We didn't achieve our national goal with respect to North Korea-- we achieved only Bill Clinton's short-term goal of being able to claim that we'd solved it, thereby removing it as an issue from the public debate. They didn't stop building nukes; they just did so secretly, with US connivance. They pretended (barely) to have halted building atomic bombs and we pretended we believed them. This didn't serve the national interest, but it did serve the interests of the Democratic Party.

What bothers me most about Kerry -- and the liberal Democratic Party generally -- is that it seems to take the same tact on Al Qaeda terrorism. They seem less concerned with the issue of terrorism than they seem bothered by the fact that terrorism is an issue-- and an issue that does not play to their political advantage. Kerry's various statements about the threat of terrorism being exaggerated, of being "uncomfortable" calling the War on Terrorism a "war" at all, seem to be gaffes of the Michael Kinsley variety-- i.e., making the mistake of saying what you actually believe.

I'm also very bothered by all this talk of an "exit strategy." An exit strategy, near as I can tell, is a condition which is well short of actual victory -- well short of actually achieving a military goal -- but which allows us all to "declare victory" and go home. "Exit strategy" is just a euphemism for "situation allowing us to pretend we've won."

I never understood the idea of the need for an "exit strategy." After all, if the military goal you seek to accomplish is so secondary or even trivial that you are planning, from the get-go, a face-saving exit short of victory, why were you fighting the war in the first place? It seems to me that if you're going to war, then that war should be a serious business, not some minor little scrape you're willing to half-heartedly fight and then pretend you've won and go back home.

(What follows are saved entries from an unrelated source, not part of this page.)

//! Builder for [`FeedClient`].

use std::{
    sync::{Arc, OnceLock, atomic::AtomicU64},
    time::Duration,
};

use serde::de::DeserializeOwned;
use tokio::sync::mpsc;
use tokio_util::task::TaskTracker;

use super::{
    ClientInner,
    DEFAULT_DIAL_TIMEOUT,
    DEFAULT_IDLE_TIMEOUT,
    DEFAULT_SUPERVISOR_DELAY,
    Endpoint,
    FeedClient,
    ReconnectBackoff,
    state::ConnectionSlot,
};
use crate::{
    router::{ConfirmationPublisher, DEFAULT_CONFIRMATION_TIMEOUT, Router},
    sink::MessageSink,
    transport::{Transport, WebSocketTransport},
};

/// Configures and creates a [`FeedClient`].
///
/// # Examples
///
/// ```
/// use std::time::Duration;
///
/// use async_trait::async_trait;
/// use feedclient::{
///     FeedClient,
///     client::ReconnectBackoff,
///     sink::{MessageSink, SinkError},
/// };
///
/// struct Discard;
///
/// #[async_trait]
/// impl MessageSink<serde_json::Value> for Discard {
///     async fn apply(&self, _: u64, _: bool, _: Vec<serde_json::Value>) -> Result<(), SinkError> {
///         Ok(())
///     }
/// }
///
/// let (tx, _rx) = tokio::sync::mpsc::channel(16);
/// let client = FeedClient::builder("ws://127.0.0.1:9642", Discard)
///     .idle_timeout(Duration::from_secs(30))
///     .initial_sequence_number(1_000)
///     .backoff(ReconnectBackoff::default())
///     .confirmations(tx)
///     .build();
/// assert_eq!(client.initial_sequence_number(), 1_000);
/// ```
pub struct FeedClientBuilder<M> {
    url: String,
    sink: Arc<dyn MessageSink<M>>,
    idle_timeout: Duration,
    dial_timeout: Duration,
    initial_sequence_number: u64,
    backoff: ReconnectBackoff,
    supervisor_delay: Duration,
    confirmations: Option<mpsc::Sender<u64>>,
    confirmation_timeout: Duration,
    transport: Arc<dyn Transport>,
}

impl<M> FeedClientBuilder<M>
where
    M: DeserializeOwned + Send + Sync + 'static,
{
    pub(super) fn new(url: String, sink: Arc<dyn MessageSink<M>>) -> Self {
        Self {
            url,
            sink,
            idle_timeout: DEFAULT_IDLE_TIMEOUT,
            dial_timeout: DEFAULT_DIAL_TIMEOUT,
            initial_sequence_number: 0,
            backoff: ReconnectBackoff::default(),
            supervisor_delay: DEFAULT_SUPERVISOR_DELAY,
            confirmations: None,
            confirmation_timeout: DEFAULT_CONFIRMATION_TIMEOUT,
            transport: Arc::new(WebSocketTransport),
        }
    }

    /// Maximum silence on a connection before it is considered dead.
    ///
    /// Zero disables the idle deadline.
    #[must_use]
    pub fn idle_timeout(mut self, timeout: Duration) -> Self {
        self.idle_timeout = timeout;
        self
    }

    /// Maximum duration of a single dial.
    #[must_use]
    pub fn dial_timeout(mut self, timeout: Duration) -> Self {
        self.dial_timeout = timeout;
        self
    }

    /// Advisory starting sequence number. Not enforced.
    #[must_use]
    pub fn initial_sequence_number(mut self, seq: u64) -> Self {
        self.initial_sequence_number = seq;
        self
    }

    /// Back-off applied between reconnect attempts after a connection fails.
    #[must_use]
    pub fn backoff(mut self, backoff: ReconnectBackoff) -> Self {
        self.backoff = backoff.normalized();
        self
    }

    /// Wait between failed connect attempts before the first connection.
    #[must_use]
    pub fn supervisor_delay(mut self, delay: Duration) -> Self {
        self.supervisor_delay = delay;
        self
    }

    /// Publish confirmed sequence numbers to `tx`.
    ///
    /// The caller owns the receiving end and must drain it; values that
    /// cannot be delivered within the confirmation timeout are dropped.
    #[must_use]
    pub fn confirmations(mut self, tx: mpsc::Sender<u64>) -> Self {
        self.confirmations = Some(tx);
        self
    }

    /// How long a confirmation may wait for channel capacity.
    #[must_use]
    pub fn confirmation_timeout(mut self, timeout: Duration) -> Self {
        self.confirmation_timeout = timeout;
        self
    }

    /// Replace the default WebSocket transport.
    #[must_use]
    pub fn transport<T>(mut self, transport: T) -> Self
    where
        T: Transport,
    {
        self.transport = Arc::new(transport);
        self
    }

    /// Finish configuration. The client does nothing until started.
    #[must_use]
    pub fn build(self) -> FeedClient<M> {
        let confirmations = self
            .confirmations
            .map(|tx| ConfirmationPublisher::new(tx, self.confirmation_timeout));
        FeedClient {
            inner: Arc::new(ClientInner {
                endpoint: Endpoint {
                    url: self.url,
                    idle_timeout: self.idle_timeout,
                    dial_timeout: self.dial_timeout,
                },
                transport: self.transport,
                slot: ConnectionSlot::default(),
                retry_count: AtomicU64::new(0),
                router: Router::new(self.sink, confirmations),
                backoff: self.backoff,
                supervisor_delay: self.supervisor_delay,
            }),
            tracker: TaskTracker::new(),
            cancel: OnceLock::new(),
            initial_sequence_number: self.initial_sequence_number,
        }
    }
}
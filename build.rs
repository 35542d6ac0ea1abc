//! Renders the `feedclient(1)` manual page from the clap definition.

use std::{fs::File, io, path::Path};

use clap::CommandFactory;
use clap_mangen::Man;

#[path = "src/cli.rs"]
mod cli;

fn main() -> io::Result<()> {
    println!("cargo:rerun-if-changed=src/cli.rs");

    let cmd = cli::Cli::command();
    let dir = Path::new("target").join("generated-man");
    std::fs::create_dir_all(&dir)?;
    let mut page = File::create(dir.join(format!("{}.1", cmd.get_name())))?;
    Man::new(cmd).render(&mut page)
}
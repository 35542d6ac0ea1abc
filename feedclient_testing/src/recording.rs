//! A sink that records what it is asked to apply.

use std::sync::{Arc, Mutex, PoisonError};

use async_trait::async_trait;
use feedclient::sink::{MessageSink, SinkError};
use tokio::sync::Notify;

/// One call to [`MessageSink::apply`].
#[derive(Clone, Debug, PartialEq)]
pub struct AppliedBatch<M> {
    /// Sequence number of the first payload.
    pub start: u64,
    /// Force flag passed by the client.
    pub force: bool,
    /// Payloads in the order received.
    pub payloads: Vec<M>,
}

struct Inner<M> {
    calls: Mutex<Vec<AppliedBatch<M>>>,
    notify: Notify,
    fail: bool,
}

/// Sink recording every batch; clones share the same record.
pub struct RecordingSink<M> {
    inner: Arc<Inner<M>>,
}

impl<M> Clone for RecordingSink<M> {
    fn clone(&self) -> Self {
        Self {
            inner: Arc::clone(&self.inner),
        }
    }
}

impl<M> Default for RecordingSink<M> {
    fn default() -> Self { Self::with_failure(false) }
}

impl<M> RecordingSink<M> {
    /// A sink that accepts every batch.
    #[must_use]
    pub fn new() -> Self { Self::default() }

    /// A sink that records every batch and then rejects it.
    #[must_use]
    pub fn failing() -> Self { Self::with_failure(true) }

    fn with_failure(fail: bool) -> Self {
        Self {
            inner: Arc::new(Inner {
                calls: Mutex::new(Vec::new()),
                notify: Notify::new(),
                fail,
            }),
        }
    }

    /// Number of batches applied so far.
    pub fn call_count(&self) -> usize {
        self.inner
            .calls
            .lock()
            .unwrap_or_else(PoisonError::into_inner)
            .len()
    }

    /// Wait until at least `n` batches have been applied.
    pub async fn wait_for_calls(&self, n: usize) {
        loop {
            let notified = self.inner.notify.notified();
            if self.call_count() >= n {
                return;
            }
            notified.await;
        }
    }
}

impl<M: Clone> RecordingSink<M> {
    /// Snapshot of every batch applied so far.
    pub fn calls(&self) -> Vec<AppliedBatch<M>> {
        self.inner
            .calls
            .lock()
            .unwrap_or_else(PoisonError::into_inner)
            .clone()
    }
}

#[async_trait]
impl<M> MessageSink<M> for RecordingSink<M>
where
    M: Send + Sync + 'static,
{
    async fn apply(&self, start: u64, force: bool, payloads: Vec<M>) -> Result<(), SinkError> {
        self.inner
            .calls
            .lock()
            .unwrap_or_else(PoisonError::into_inner)
            .push(AppliedBatch {
                start,
                force,
                payloads,
            });
        self.inner.notify.notify_waiters();
        if self.inner.fail {
            return Err("recording sink rejected batch".into());
        }
        Ok(())
    }
}
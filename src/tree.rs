//! A mutable Binary Search Tree container. This is a thin handle around a [`Forest`] holding the
//! root of a single subtree. Nearly everything is delegated to the node layer; the `Tree` only
//! takes care of the empty tree and of re-anchoring the root when it changes.
//!
//! The tree never balances itself. Insertion order decides the shape until
//! [`Tree::make_balanced`] is called.
//!
//! # Examples
//!
//! ```
//! use bstree::Tree;
//!
//! let mut tree = Tree::new();
//! tree.insert_range([5, 3, 8]);
//!
//! assert_eq!(tree.count(), 3);
//! assert!(tree.contains(&3));
//! assert_eq!(tree.visualize(), "5\n|-3\n|-8");
//!
//! assert!(tree.remove(&5));
//! assert_eq!(tree.iter().copied().collect::<Vec<_>>(), [3, 8]);
//! ```

use std::fmt;

use tracing::{debug, instrument};

use crate::error::{Error, Result};
use crate::iter::Iter;
use crate::node::{Forest, NodeId};

/// A Binary Search Tree. Values less than a node go to its left, everything else (including
/// duplicates) goes to its right.
#[derive(Clone, Debug)]
pub struct Tree<T> {
    forest: Forest<T>,
    root: Option<NodeId>,
}

impl<T> Default for Tree<T> {
    fn default() -> Self {
        Self::new()
    }
}

impl<T> Tree<T> {
    /// Generates a new, empty `Tree`.
    pub fn new() -> Self {
        Self {
            forest: Forest::new(),
            root: None,
        }
    }

    /// The number of values in the tree. This walks the whole tree rather than reading a cached
    /// counter.
    pub fn count(&self) -> usize {
        self.root.map_or(0, |root| self.forest.weight(root))
    }

    /// Same as [`Tree::count`].
    pub fn len(&self) -> usize {
        self.count()
    }

    /// Whether the tree holds no values.
    pub fn is_empty(&self) -> bool {
        self.root.is_none()
    }

    /// The number of levels in the tree, 0 for an empty tree.
    pub fn height(&self) -> usize {
        self.root.map_or(0, |root| self.forest.height(root))
    }

    /// The root node, if any. Use it with [`Tree::forest`] to inspect the tree's shape.
    pub fn root(&self) -> Option<NodeId> {
        self.root
    }

    /// Read-only access to the nodes backing this tree.
    pub fn forest(&self) -> &Forest<T> {
        &self.forest
    }

    /// The smallest value in the tree.
    pub fn min(&self) -> Option<&T> {
        self.root.map(|root| self.forest.value(self.forest.min_node(root)))
    }

    /// The largest value in the tree.
    pub fn max(&self) -> Option<&T> {
        self.root.map(|root| self.forest.value(self.forest.max_node(root)))
    }

    /// Drops every value.
    #[instrument(level = "debug", skip(self))]
    pub fn clear(&mut self) {
        self.forest.clear();
        self.root = None;
    }

    /// Lazily walks the tree in order. Each call starts a fresh walk.
    ///
    /// # Examples
    ///
    /// ```
    /// use bstree::Tree;
    ///
    /// let tree: Tree<_> = [3, 1, 2].into_iter().collect();
    /// assert_eq!(tree.iter().copied().collect::<Vec<_>>(), [1, 2, 3]);
    /// ```
    pub fn iter(&self) -> Iter<'_, T> {
        Iter::new(&self.forest, self.root)
    }
}

impl<T> Tree<T>
where
    T: Ord,
{
    /// Inserts `value` as a new leaf. The first value inserted into an empty tree becomes the
    /// root.
    pub fn insert(&mut self, value: T) {
        match self.root {
            Some(root) => {
                self.forest.insert(root, value);
            }
            None => self.root = Some(self.forest.new_node(value)),
        }
    }

    /// Inserts every value of `values` in order. Inserting nothing is a no-op, even on an empty
    /// tree.
    pub fn insert_range<I>(&mut self, values: I)
    where
        I: IntoIterator<Item = T>,
    {
        match self.root {
            Some(root) => {
                for value in values {
                    self.forest.insert(root, value);
                }
            }
            // `build` only fails when there is nothing to insert.
            None => self.root = self.forest.build(values).ok(),
        }
    }

    /// Removes one occurrence of `value` and returns whether there was one to remove.
    ///
    /// # Examples
    ///
    /// ```
    /// use bstree::Tree;
    ///
    /// let mut tree: Tree<_> = [2, 1, 3].into_iter().collect();
    ///
    /// assert!(tree.remove(&2));
    /// assert!(!tree.remove(&2));
    /// assert_eq!(tree.count(), 2);
    /// ```
    pub fn remove(&mut self, value: &T) -> bool {
        self.take(value).is_some()
    }

    /// Removes one occurrence of `value` and returns the stored value.
    pub fn take(&mut self, value: &T) -> Option<T> {
        let removed = self.forest.remove(self.root?, value)?;
        self.root = removed.root;
        Some(removed.value)
    }

    /// Whether the tree holds a value equal to `value`.
    pub fn contains(&self, value: &T) -> bool {
        self.root.is_some_and(|root| self.forest.contains(root, value))
    }

    /// Rebalances the tree in one bottom-up pass, performing at most one rotation per node. See
    /// [`Forest::make_balanced`] for what this does and does not guarantee.
    ///
    /// # Errors
    ///
    /// [`Error::EmptyTree`] if there is nothing to balance.
    ///
    /// # Examples
    ///
    /// ```
    /// use bstree::{Error, Tree};
    ///
    /// let mut tree: Tree<_> = (1..=5).collect();
    /// assert_eq!(tree.height(), 5);
    ///
    /// tree.make_balanced().unwrap();
    /// assert!(tree.height() < 5);
    ///
    /// tree.clear();
    /// assert_eq!(tree.make_balanced(), Err(Error::EmptyTree));
    /// ```
    #[instrument(level = "debug", skip(self))]
    pub fn make_balanced(&mut self) -> Result<()> {
        let root = self.root.ok_or(Error::EmptyTree)?;
        let new_root = self.forest.make_balanced(root)?;
        if new_root != root {
            debug!(height = self.forest.height(new_root), "root replaced");
        }
        self.root = Some(new_root);
        Ok(())
    }
}

impl<T> Tree<T>
where
    T: Clone,
{
    /// Copies every value out in order.
    pub fn to_vec(&self) -> Vec<T> {
        self.iter().cloned().collect()
    }
}

impl<T> Tree<T>
where
    T: fmt::Display,
{
    /// Draws the tree as indented text, or returns an empty string for an empty tree. See
    /// [`Forest::visualize`].
    pub fn visualize(&self) -> String {
        self.root
            .map(|root| self.forest.visualize(root))
            .unwrap_or_default()
    }
}

impl<T> fmt::Display for Tree<T>
where
    T: fmt::Display,
{
    fn fmt(&self, f: &mut fmt::Formatter<'_>) -> fmt::Result {
        f.write_str(&self.visualize())
    }
}

impl<'a, T> IntoIterator for &'a Tree<T> {
    type Item = &'a T;
    type IntoIter = Iter<'a, T>;

    fn into_iter(self) -> Self::IntoIter {
        self.iter()
    }
}

impl<T> Extend<T> for Tree<T>
where
    T: Ord,
{
    fn extend<I: IntoIterator<Item = T>>(&mut self, iter: I) {
        self.insert_range(iter);
    }
}

impl<T> FromIterator<T> for Tree<T>
where
    T: Ord,
{
    fn from_iter<I: IntoIterator<Item = T>>(iter: I) -> Self {
        let mut tree = Self::new();
        tree.insert_range(iter);
        tree
    }
}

If a war is worth fighting at all, shouldn't actual victory -- the actual achieving of the goals announced before the war -- be the only exit strategy you're willing to contemplate (absent factors that may turn out show the war is unwinnable, etc.)?

What I keep hearing from Democrats -- they don't actually say this, but I hear it nonetheless -- is "Please tell us when we can stop with all this terrible nasty business of fighting wars and killing terrorists. We don't like it. We're willing to go along for a while, because it seems politically popular with the rubes, but honestly, you have to give us a date certain at which point we can stop all this boystuff and get back to the issues that 'really matter,' like health-care."

And John Kerry's statement about getting back to the good old days of "terrorism as a nuisance" seems of a piece with that subtext. He doesn't seem interested in winning so much as he seems like he wants a Nixonian Decent Interval.

Bush and Kerry have two very different schedules for this war. Bush says, and believes I think, that we must fight this war until it is actually won. This is a scary thought-- but even if this turns out to be an intergenerational struggle like the Cold War, it is too important to lose. No matter what the costs, we must win.

Kerry, on the other hand, seems to be addicted to setting conditions for the quick declaration of peace. He foresees not a victory but a meaningless little scrap of paper signed by the likes of Yasser Arafat -- something which is not a victory, and yet can be spun as a victory by Jamie Rubin and Dan Rather.